As a young boy, Buzz Haws enjoyed following Lou Gehrig’s professional baseball career with the New York Yankees, and his admiration for the legendary first baseman went well beyond the baseball diamond. Buzz always looked up to Gehrig saying, “he was a kind man and a family man.”
On November 17, 1999, Buzz and his wife Annamarie sat in a doctor’s office, waiting to hear the results of some tests that had been run earlier in the day. As the doctor entered the room, Annamarie looked at him and said, “This is our 52nd wedding anniversary, and I hope you have good news for us.” The doctor’s response changed their lives forever, “Buzz has Lou Gehrig’s disease and it is fatal.”
While the diagnosis helped explain his increased fatigue, it also brought a lot of questions, fear and uncertainty to the whole family. The next nine months were filled with various tests and medical procedures, numerous trips from the White Mountains to the Mayo Clinic in Scottsdale, and countless prayers on Buzz’s behalf. Wheelchair ramps were added to the house, safety bars installed in the bathrooms, oxygen machines positioned around the home, and a hospital-style bed was brought in to help him feel more comfortable. Simple tasks like bathing, getting dressed, eating meals, and even breathing, became increasingly more difficult and wore him out.

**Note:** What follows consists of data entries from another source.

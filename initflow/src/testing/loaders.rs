//! Work closures for tests.

use anyhow::anyhow;
use parking_lot::Mutex;
use std::sync::atomic::{AtomicUsize, Ordering};
use std::sync::Arc;

/// A loader that succeeds with a fixed count and counts its calls.
#[derive(Debug, Clone)]
pub struct CountingLoader {
    count: usize,
    calls: Arc<AtomicUsize>,
}

impl CountingLoader {
    /// Creates a loader returning `count` on every call.
    #[must_use]
    pub fn new(count: usize) -> Self {
        Self {
            count,
            calls: Arc::new(AtomicUsize::new(0)),
        }
    }

    /// Returns a work closure sharing this loader's call counter.
    #[must_use]
    pub fn loader(&self) -> impl Fn() -> anyhow::Result<usize> + Send + Sync + 'static {
        let count = self.count;
        let calls = Arc::clone(&self.calls);
        move || {
            calls.fetch_add(1, Ordering::SeqCst);
            Ok(count)
        }
    }

    /// Returns how many times a closure from this loader ran.
    #[must_use]
    pub fn calls(&self) -> usize {
        self.calls.load(Ordering::SeqCst)
    }
}

/// A loader that fails a given number of times, then succeeds.
#[derive(Debug, Clone)]
pub struct FlakyLoader {
    message: String,
    failures_left: Arc<AtomicUsize>,
    calls: Arc<AtomicUsize>,
}

impl FlakyLoader {
    /// Creates a loader that fails `failures` times with `message`.
    #[must_use]
    pub fn new(failures: usize, message: impl Into<String>) -> Self {
        Self {
            message: message.into(),
            failures_left: Arc::new(AtomicUsize::new(failures)),
            calls: Arc::new(AtomicUsize::new(0)),
        }
    }

    /// Creates a loader that never succeeds.
    #[must_use]
    pub fn always(message: impl Into<String>) -> Self {
        Self::new(usize::MAX, message)
    }

    /// Returns a work closure sharing this loader's state.
    #[must_use]
    pub fn loader(&self) -> impl Fn() -> anyhow::Result<usize> + Send + Sync + 'static {
        let message = self.message.clone();
        let failures_left = Arc::clone(&self.failures_left);
        let calls = Arc::clone(&self.calls);
        move || {
            calls.fetch_add(1, Ordering::SeqCst);
            let failing = failures_left
                .fetch_update(Ordering::SeqCst, Ordering::SeqCst, |n| n.checked_sub(1))
                .is_ok();
            if failing {
                Err(anyhow!(message.clone()))
            } else {
                Ok(1)
            }
        }
    }

    /// Makes every later call succeed.
    pub fn heal(&self) {
        self.failures_left.store(0, Ordering::SeqCst);
    }

    /// Returns how many times a closure from this loader ran.
    #[must_use]
    pub fn calls(&self) -> usize {
        self.calls.load(Ordering::SeqCst)
    }
}

/// Shared log of the order in which loaders ran.
#[derive(Debug, Clone, Default)]
pub struct ExecutionLog {
    entries: Arc<Mutex<Vec<String>>>,
}

impl ExecutionLog {
    /// Creates an empty log.
    #[must_use]
    pub fn new() -> Self {
        Self::default()
    }

    /// Returns a work closure that appends `id` to the log and returns
    /// `count`.
    #[must_use]
    pub fn loader(
        &self,
        id: impl Into<String>,
        count: usize,
    ) -> impl Fn() -> anyhow::Result<usize> + Send + Sync + 'static {
        let id = id.into();
        let entries = Arc::clone(&self.entries);
        move || {
            entries.lock().push(id.clone());
            Ok(count)
        }
    }

    /// Returns the ids in the order their loaders ran.
    #[must_use]
    pub fn entries(&self) -> Vec<String> {
        self.entries.lock().clone()
    }

    /// Returns the position of the first run of `id`.
    #[must_use]
    pub fn position(&self, id: &str) -> Option<usize> {
        self.entries.lock().iter().position(|e| e == id)
    }

    /// Returns how many times `id` ran.
    #[must_use]
    pub fn count_of(&self, id: &str) -> usize {
        self.entries.lock().iter().filter(|e| *e == id).count()
    }

    /// Clears the log.
    pub fn clear(&self) {
        self.entries.lock().clear();
    }
}

#[cfg(test)]
mod tests {
    use super::*;

    #[test]
    fn test_counting_loader() {
        let counter = CountingLoader::new(7);
        let load = counter.loader();
        assert_eq!(load().unwrap(), 7);
        assert_eq!(load().unwrap(), 7);
        assert_eq!(counter.calls(), 2);
    }

    #[test]
    fn test_flaky_loader_recovers() {
        let flaky = FlakyLoader::new(1, "not yet");
        let load = flaky.loader();
        assert_eq!(load().unwrap_err().to_string(), "not yet");
        assert_eq!(load().unwrap(), 1);
        assert_eq!(flaky.calls(), 2);
    }

    #[test]
    fn test_flaky_loader_heal() {
        let flaky = FlakyLoader::always("down");
        let load = flaky.loader();
        assert!(load().is_err());
        flaky.heal();
        assert!(load().is_ok());
    }

    #[test]
    fn test_execution_log() {
        let log = ExecutionLog::new();
        log.loader("a", 1)().unwrap();
        log.loader("b", 1)().unwrap();
        log.loader("a", 1)().unwrap();
        assert_eq!(log.entries(), vec!["a", "b", "a"]);
        assert_eq!(log.position("b"), Some(1));
        assert_eq!(log.count_of("a"), 2);
    }
}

Buzz’s battle with ALS also included many visits from friends and neighbors. He loved playing Scrabble with his kids and grandkids. Some visits were short and some lasted hours, but Buzz cherished every single moment. Nearly every person who stopped by the house expressed gratitude for him and his many acts of service. Whether it was the freshly-picked veggies he delivered to a sick friend’s home or the early morning irrigation route he would handle for the elderly neighbor down the street, all were grateful for his generosity and kindness. Always one to serve and help others, life with ALS frustrated Buzz because he now needed so much care and attention.
When Buzz was diagnosed, the doctor said he would probably live another 2-5 years. Buzz and Annamarie never got the chance to celebrate their 53rd wedding anniversary. The disease moved quickly through his body, and he passed away nine months after diagnosis.

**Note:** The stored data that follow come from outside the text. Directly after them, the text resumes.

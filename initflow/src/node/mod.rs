//! Nodes: named, idempotent units of load work.
//!
//! A node is data (id, display name, dependencies, reloadable flag) plus an
//! injected work closure. It owns its own small state machine:
//!
//! ```text
//! Pending -> Running -> Complete | Failed -> Stale -> Running -> ...
//! ```

mod hooks;
mod snapshot;

pub use hooks::LoadHooks;
#[cfg(test)]
pub use hooks::MockLoadHooks;
pub use snapshot::NodeSnapshot;

use crate::core::{LoadError, LoadResult, NodeState};
use crate::observability::SpanTimer;
use parking_lot::RwLock;
use std::fmt;
use std::panic::{catch_unwind, AssertUnwindSafe};
use std::sync::Arc;

/// A work closure: returns the number of items loaded, or an error.
pub type LoadFn = Box<dyn Fn() -> anyhow::Result<usize> + Send + Sync>;

/// Derived per-node state, guarded as one unit.
#[derive(Debug, Clone, Default)]
struct NodeStatus {
    state: NodeState,
    loaded_count: usize,
    duration_ms: f64,
    last_error: Option<LoadError>,
    last_result: Option<LoadResult>,
}

/// A named, idempotent, retryable unit of work with declared dependencies.
pub struct Node {
    id: String,
    display_name: String,
    dependencies: Vec<String>,
    reloadable: bool,
    loader: LoadFn,
    reloader: Option<LoadFn>,
    hooks: Option<Arc<dyn LoadHooks>>,
    status: RwLock<NodeStatus>,
}

impl Node {
    /// Creates a new node around a work closure.
    ///
    /// # Examples
    ///
    /// ```
    /// use initflow::node::Node;
    ///
    /// let node = Node::new("blocks", "Block Registry", || Ok(128))
    ///     .depends_on("materials")
    ///     .reloadable();
    /// assert_eq!(node.dependencies(), ["materials".to_string()]);
    /// ```
    pub fn new<F>(id: impl Into<String>, display_name: impl Into<String>, loader: F) -> Self
    where
        F: Fn() -> anyhow::Result<usize> + Send + Sync + 'static,
    {
        Self {
            id: id.into(),
            display_name: display_name.into(),
            dependencies: Vec::new(),
            reloadable: false,
            loader: Box::new(loader),
            reloader: None,
            hooks: None,
            status: RwLock::new(NodeStatus::default()),
        }
    }

    /// Adds a dependency on another node id. Duplicates are ignored.
    #[must_use]
    pub fn depends_on(mut self, id: impl Into<String>) -> Self {
        let id = id.into();
        if !self.dependencies.contains(&id) {
            self.dependencies.push(id);
        }
        self
    }

    /// Adds several dependencies.
    #[must_use]
    pub fn with_dependencies(self, ids: impl IntoIterator<Item = impl Into<String>>) -> Self {
        ids.into_iter().fold(self, |node, id| node.depends_on(id))
    }

    /// Marks the node as reloadable.
    #[must_use]
    pub fn reloadable(mut self) -> Self {
        self.reloadable = true;
        self
    }

    /// Sets whether the node is reloadable.
    #[must_use]
    pub fn with_reloadable(mut self, reloadable: bool) -> Self {
        self.reloadable = reloadable;
        self
    }

    /// Sets a dedicated reload closure and marks the node reloadable.
    ///
    /// Without one, reloads run the load closure again.
    #[must_use]
    pub fn with_reloader<F>(mut self, reloader: F) -> Self
    where
        F: Fn() -> anyhow::Result<usize> + Send + Sync + 'static,
    {
        self.reloader = Some(Box::new(reloader));
        self.reloadable = true;
        self
    }

    /// Attaches lifecycle hooks.
    #[must_use]
    pub fn with_hooks(mut self, hooks: Arc<dyn LoadHooks>) -> Self {
        self.hooks = Some(hooks);
        self
    }

    /// Returns the node id.
    #[must_use]
    pub fn id(&self) -> &str {
        &self.id
    }

    /// Returns the display name.
    #[must_use]
    pub fn display_name(&self) -> &str {
        &self.display_name
    }

    /// Returns the declared dependency ids in declaration order.
    #[must_use]
    pub fn dependencies(&self) -> &[String] {
        &self.dependencies
    }

    /// Returns true if `id` is one of the declared dependencies.
    #[must_use]
    pub fn has_dependency(&self, id: &str) -> bool {
        self.dependencies.iter().any(|d| d == id)
    }

    /// Returns true if the node may be reloaded.
    #[must_use]
    pub fn is_reloadable(&self) -> bool {
        self.reloadable
    }

    /// Returns the current state.
    #[must_use]
    pub fn state(&self) -> NodeState {
        self.status.read().state
    }

    /// Returns the item count of the last successful attempt.
    #[must_use]
    pub fn loaded_count(&self) -> usize {
        self.status.read().loaded_count
    }

    /// Returns the duration of the last attempt in milliseconds.
    #[must_use]
    pub fn duration_ms(&self) -> f64 {
        self.status.read().duration_ms
    }

    /// Returns the last captured error.
    #[must_use]
    pub fn last_error(&self) -> Option<LoadError> {
        self.status.read().last_error.clone()
    }

    /// Returns the result of the last attempt, if any.
    #[must_use]
    pub fn last_result(&self) -> Option<LoadResult> {
        let status = self.status.read();
        status
            .last_result
            .clone()
            .or_else(|| status.state.is_terminal().then(|| self.synthesize_result(&status)))
    }

    /// Runs the work closure once per Pending/Stale cycle.
    ///
    /// A node already Complete or Failed is not run again; its cached result
    /// is returned. Errors and panics from the closure are captured into the
    /// result and never propagate.
    pub fn execute(&self) -> LoadResult {
        {
            let mut status = self.status.write();
            match status.state {
                NodeState::Complete | NodeState::Failed | NodeState::Running => {
                    return status
                        .last_result
                        .clone()
                        .unwrap_or_else(|| self.synthesize_result(&status));
                }
                NodeState::Pending | NodeState::Stale => status.state = NodeState::Running,
            }
        }
        self.run(&self.loader, false)
    }

    /// Re-runs the node regardless of its state.
    ///
    /// Non-reloadable nodes return a `NotReloadable` error result without
    /// running anything or changing state.
    pub fn execute_reload(&self) -> LoadResult {
        if !self.reloadable {
            return LoadResult::failed(
                &self.id,
                &self.display_name,
                LoadError::not_reloadable(&self.id),
                0.0,
            )
            .as_reload();
        }
        self.status.write().state = NodeState::Running;
        let work = self.reloader.as_ref().unwrap_or(&self.loader);
        self.run(work, true)
    }

    /// Marks a Complete or Failed node Stale, clearing its error.
    ///
    /// Returns whether the state changed.
    pub fn mark_stale(&self) -> bool {
        let mut status = self.status.write();
        if !status.state.is_terminal() {
            return false;
        }
        status.state = NodeState::Stale;
        status.last_error = None;
        true
    }

    /// Returns the node to Pending, clearing count, duration and error.
    pub fn reset_to_pending(&self) {
        *self.status.write() = NodeStatus::default();
    }

    /// Captures the node's derived state.
    #[must_use]
    pub fn snapshot(&self) -> NodeSnapshot {
        let status = self.status.read();
        NodeSnapshot {
            id: self.id.clone(),
            state: status.state,
            loaded_count: status.loaded_count,
            duration_ms: status.duration_ms,
            last_error: status.last_error.clone(),
        }
    }

    /// Restores derived state from a snapshot of the same node.
    ///
    /// A snapshot taken mid-run restores as Pending. Returns false and
    /// changes nothing when the snapshot belongs to a different id.
    pub fn restore(&self, snapshot: &NodeSnapshot) -> bool {
        if snapshot.id != self.id {
            return false;
        }
        let state = match snapshot.state {
            NodeState::Running => NodeState::Pending,
            other => other,
        };
        *self.status.write() = NodeStatus {
            state,
            loaded_count: snapshot.loaded_count,
            duration_ms: snapshot.duration_ms,
            last_error: snapshot.last_error.clone(),
            last_result: None,
        };
        true
    }

    fn run(&self, work: &LoadFn, reload: bool) -> LoadResult {
        let timer = SpanTimer::start(&self.id);
        let outcome = catch_unwind(AssertUnwindSafe(|| {
            if let Some(hooks) = &self.hooks {
                hooks.before_load(self);
            }
            let count = work()?;
            if let Some(hooks) = &self.hooks {
                hooks.after_load(self, count);
            }
            Ok::<usize, anyhow::Error>(count)
        }));
        let duration_ms = timer.finish();

        let result = match outcome {
            Ok(Ok(count)) => LoadResult::complete(&self.id, &self.display_name, count, duration_ms),
            Ok(Err(err)) => LoadResult::failed(
                &self.id,
                &self.display_name,
                LoadError::from_anyhow(&err),
                duration_ms,
            ),
            Err(payload) => LoadResult::failed(
                &self.id,
                &self.display_name,
                LoadError::from_panic(payload.as_ref()),
                duration_ms,
            ),
        };
        let result = if reload { result.as_reload() } else { result };

        {
            let mut status = self.status.write();
            status.state = result.state;
            status.duration_ms = duration_ms;
            status.last_error.clone_from(&result.error);
            if result.is_success() {
                status.loaded_count = result.loaded_count;
            }
            status.last_result = Some(result.clone());
        }

        if let (Some(error), Some(hooks)) = (&result.error, &self.hooks) {
            let _ = catch_unwind(AssertUnwindSafe(|| hooks.on_error(self, error)));
        }

        result
    }

    fn synthesize_result(&self, status: &NodeStatus) -> LoadResult {
        match &status.last_error {
            Some(error) => LoadResult::failed(
                &self.id,
                &self.display_name,
                error.clone(),
                status.duration_ms,
            ),
            None => {
                let mut result = LoadResult::complete(
                    &self.id,
                    &self.display_name,
                    status.loaded_count,
                    status.duration_ms,
                );
                result.state = status.state;
                result
            }
        }
    }
}

impl fmt::Debug for Node {
    fn fmt(&self, f: &mut fmt::Formatter<'_>) -> fmt::Result {
        f.debug_struct("Node")
            .field("id", &self.id)
            .field("display_name", &self.display_name)
            .field("dependencies", &self.dependencies)
            .field("reloadable", &self.reloadable)
            .field("state", &self.state())
            .finish_non_exhaustive()
    }
}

Just as Buzz described Lou Gehrig as “a kind man and a family man,” the same can be said about my grandpa. He was kind to everyone, he enjoyed helping others, and he loved his family in countless ways.

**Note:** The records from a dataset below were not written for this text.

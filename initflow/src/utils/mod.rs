//! Utility functions for timestamps and identifier handling.

mod ids;
pub mod timestamps;

pub use ids::{generate_run_id, is_valid_id, ID_PATTERN};
pub use timestamps::{elapsed_ms, iso_timestamp, now_utc, Timestamp};
//! Identifier helpers.

use regex::Regex;
use std::sync::LazyLock;
use uuid::Uuid;

/// Pattern every node and stage id must match.
pub const ID_PATTERN: &str = r"^[A-Za-z0-9][A-Za-z0-9_.:/-]*$";

static ID_REGEX: LazyLock<Option<Regex>> = LazyLock::new(|| Regex::new(ID_PATTERN).ok());

/// Returns true if `id` is a well-formed node or stage id.
///
/// # Examples
///
/// ```
/// use initflow::utils::is_valid_id;
///
/// assert!(is_valid_id("registry.blocks"));
/// assert!(!is_valid_id(""));
/// assert!(!is_valid_id(" padded"));
/// ```
#[must_use]
pub fn is_valid_id(id: &str) -> bool {
    ID_REGEX.as_ref().is_some_and(|re| re.is_match(id))
}

/// Generates a fresh run identifier (UUID v4).
#[must_use]
pub fn generate_run_id() -> Uuid {
    Uuid::new_v4()
}

#[cfg(test)]
mod tests {
    use super::*;

    #[test]
    fn test_valid_ids() {
        for id in ["a", "core", "registry.blocks", "assets/textures", "net:handshake", "A_1-b"] {
            assert!(is_valid_id(id), "{id} should be valid");
        }
    }

    #[test]
    fn test_invalid_ids() {
        for id in ["", " ", "-leading", ".dot", "has space", "tab\tid"] {
            assert!(!is_valid_id(id), "{id:?} should be invalid");
        }
    }
}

I was only 13 when Grandpa Haws passed away, and while there wasn’t much I could do to help at such a young age, I’ve now started Tossin’ Away ALS in his honor. Our annual cornhole tournament is a fitting way to bring friends, families, and strangers together and help families currently fighting this debilitating disease. Please join the fight against ALS and help make a difference in the lives of these wonderful families.